If you have only the voltage this is different as at speed the emf-voltage Uind is counteracting the supply-voltage Ubatt so the current is I = (Ubatt-Uind)/Rcoil.

If you have only the maximum allowable housing temperature, then make a test and put some current through the coils, low enough so nothing will be damaged. Measure the housing temperature and the electrical input data, and calculate temperature rise divided by electrical power. This is the thermal resistance of coil to housing. Then scale up the input power until you are at your wanted or allowed housing temperature (by calculation or experiment).

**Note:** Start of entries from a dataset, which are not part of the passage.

// SPDX-FileCopyrightText: 2025 Semiotic Labs
//
// SPDX-License-Identifier: Apache-2.0

//! Null-tolerant payload access and derived values
//!
//! Upstream payloads are partially populated and never validated against a
//! schema. Every payload-to-row mapping goes through these helpers so that a
//! missing member always becomes a null cell instead of an error.

use chrono::DateTime;
use serde_json::Value;

static NULL: Value = Value::Null;

/// Member `key` of `payload`, or null when absent or when `payload` is not an object
pub fn field(payload: &Value, key: &str) -> Value {
    lookup(payload, key).clone()
}

/// Borrowing variant of [`field`]
pub fn lookup<'a>(payload: &'a Value, key: &str) -> &'a Value {
    payload.get(key).unwrap_or(&NULL)
}

/// Array member `key` of `payload`, empty when absent or not an array
pub fn list<'a>(payload: &'a Value, key: &str) -> &'a [Value] {
    payload
        .get(key)
        .and_then(Value::as_array)
        .map(Vec::as_slice)
        .unwrap_or_default()
}

/// Whether a value would count as present in a boolean context
///
/// `null`, `false`, zero, empty strings and empty collections are absent.
pub fn is_truthy(value: &Value) -> bool {
    match value {
        Value::Null => false,
        Value::Bool(b) => *b,
        Value::Number(n) => n.as_f64().is_some_and(|f| f != 0.0),
        Value::String(s) => !s.is_empty(),
        Value::Array(a) => !a.is_empty(),
        Value::Object(o) => !o.is_empty(),
    }
}

/// Numeric view of a value; numeric strings are accepted
pub fn as_f64(value: &Value) -> Option<f64> {
    match value {
        Value::Number(n) => n.as_f64(),
        Value::String(s) => s.trim().parse().ok(),
        _ => None,
    }
}

/// Sum of the referenced previous-output values of a transaction's inputs
///
/// Inputs without a previous-output reference (coinbase) are skipped.
pub fn total_input(tx: &Value) -> f64 {
    list(tx, "inputs")
        .iter()
        .map(|input| lookup(input, "prev_out"))
        .filter(|prev_out| is_truthy(prev_out))
        .filter_map(|prev_out| as_f64(lookup(prev_out, "value")))
        .sum()
}

/// Sum of a transaction's output values
pub fn total_output(tx: &Value) -> f64 {
    list(tx, "out")
        .iter()
        .filter_map(|output| as_f64(lookup(output, "value")))
        .sum()
}

/// Fee divided by size, zero when size is not positive
pub fn fee_per_byte(fee: f64, size: f64) -> f64 {
    if size > 0.0 { fee / size } else { 0.0 }
}

/// Earliest and latest `time` across a transaction list
///
/// Transactions without a numeric `time` are ignored; with nothing to scan
/// both bounds are `None`.
pub fn time_bounds(txs: &[Value]) -> (Option<Value>, Option<Value>) {
    let mut first: Option<(f64, &Value)> = None;
    let mut last: Option<(f64, &Value)> = None;

    for time in txs.iter().map(|tx| lookup(tx, "time")) {
        let Some(t) = as_f64(time) else {
            continue;
        };
        if first.is_none_or(|(min, _)| t < min) {
            first = Some((t, time));
        }
        if last.is_none_or(|(max, _)| t > max) {
            last = Some((t, time));
        }
    }

    (
        first.map(|(_, v)| v.clone()),
        last.map(|(_, v)| v.clone()),
    )
}

/// Formats a Unix timestamp (seconds) as a UTC `YYYY-MM-DD` date
pub fn utc_date(timestamp: &Value) -> Value {
    let seconds = match timestamp {
        Value::Null => Some(0),
        #[allow(clippy::cast_possible_truncation)]
        other => as_f64(other).map(|f| f.floor() as i64),
    };

    seconds
        .and_then(|s| DateTime::from_timestamp(s, 0))
        .map_or(Value::Null, |dt| {
            Value::String(dt.format("%Y-%m-%d").to_string())
        })
}

/// JSON number from a float, null when not finite
pub fn number(value: f64) -> Value {
    serde_json::Number::from_f64(value).map_or(Value::Null, Value::Number)
}

/// JSON number from a collection length
pub fn count(len: usize) -> Value {
    Value::from(len)
}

A string is not too good as force transmitter as usually too flexible lengthwise, I prefer a lever with an adjustable weight at adjustable distance.

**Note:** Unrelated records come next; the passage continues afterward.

// SPDX-FileCopyrightText: 2025 Semiotic Labs
//
// SPDX-License-Identifier: Apache-2.0

//! Upstream JSON API client contract
//!
//! This crate provides the narrow interface the resolvers use to reach the
//! upstream data provider, so that table logic never depends on a concrete
//! HTTP stack.
//!
//! # Core Abstractions
//!
//! - **`ApiClient` Trait**: one GET call returning decoded JSON, plus a health check
//! - **Health Check System**: `Up` and `Down` statuses and the
//!   boolean-plus-reason [`ConnectionStatus`] reported to the host engine
//! - **Error Handling**: [`ApiError`] covers every way a call can fail; malformed
//!   payloads are *not* errors, callers read missing members as null

use std::future::Future;

use serde_json::Value;
use thiserror::Error;

pub mod health;

pub use health::*;

/// Query parameters of a single upstream call
pub type QueryParams = [(&'static str, String)];

/// Generic trait for upstream JSON API clients
pub trait ApiClient: Send + Sync {
    /// Issue a GET request against `endpoint` and decode the JSON body
    ///
    /// `endpoint` is a path such as `/rawblock/{hash}`; the client decides which
    /// host serves it.
    ///
    /// # Errors
    ///
    /// Returns an error on transport failure, a non-2xx status, or a body that
    /// is not JSON. Nothing is retried.
    fn call(
        &self,
        endpoint: &str,
        params: &QueryParams,
    ) -> impl Future<Output = Result<Value, ApiError>> + Send;

    /// Check the health of the upstream API
    ///
    /// # Errors
    ///
    /// Returns an error if the health check could not be performed at all
    fn health_check(&self) -> impl Future<Output = Result<HealthStatus, ApiError>> + Send;

    /// Get the name/identifier of this API client
    fn name(&self) -> &'static str;
}

/// Common errors that can occur when calling the upstream API
#[derive(Debug, Error)]
#[allow(missing_docs)]
pub enum ApiError {
    /// Transport-level failure (DNS, connect, TLS, reset)
    #[error("HTTP request failed: {message}")]
    Http { message: String },

    /// Upstream answered with a non-success status
    #[error("upstream returned status {status}: {message}")]
    Status { status: u16, message: String },

    /// Body could not be decoded as JSON
    #[error("Invalid response format: {message}")]
    InvalidResponse { message: String },

    /// Network timeout
    #[error("Request timeout after {timeout_seconds} seconds")]
    Timeout { timeout_seconds: u64 },
}

impl ApiError {
    /// Whether the upstream was reached but refused or failed the request
    pub fn is_upstream_status(&self) -> bool {
        matches!(self, Self::Status { .. })
    }
}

Have in mind that this torque you want to have is sinusoidal with the angle between rotor and magnetic field vector (not seen in this test). So a force or a torque sensor would be best but your arrangement will do all you need.

At speed the available torque is different depending on the motors resonances and the drive circuit that is used.

This can be better checked in the start-stop-mode if the motor can follow with its torque and rotor-inertia to stepwise changes of drive frequency.

Last test: run at slowly rising frequency with or without external load until the motor stops.

Be careful with calculating and measuring internal power loss as the coil resistance will go up with temperature with near 0.4%/°C.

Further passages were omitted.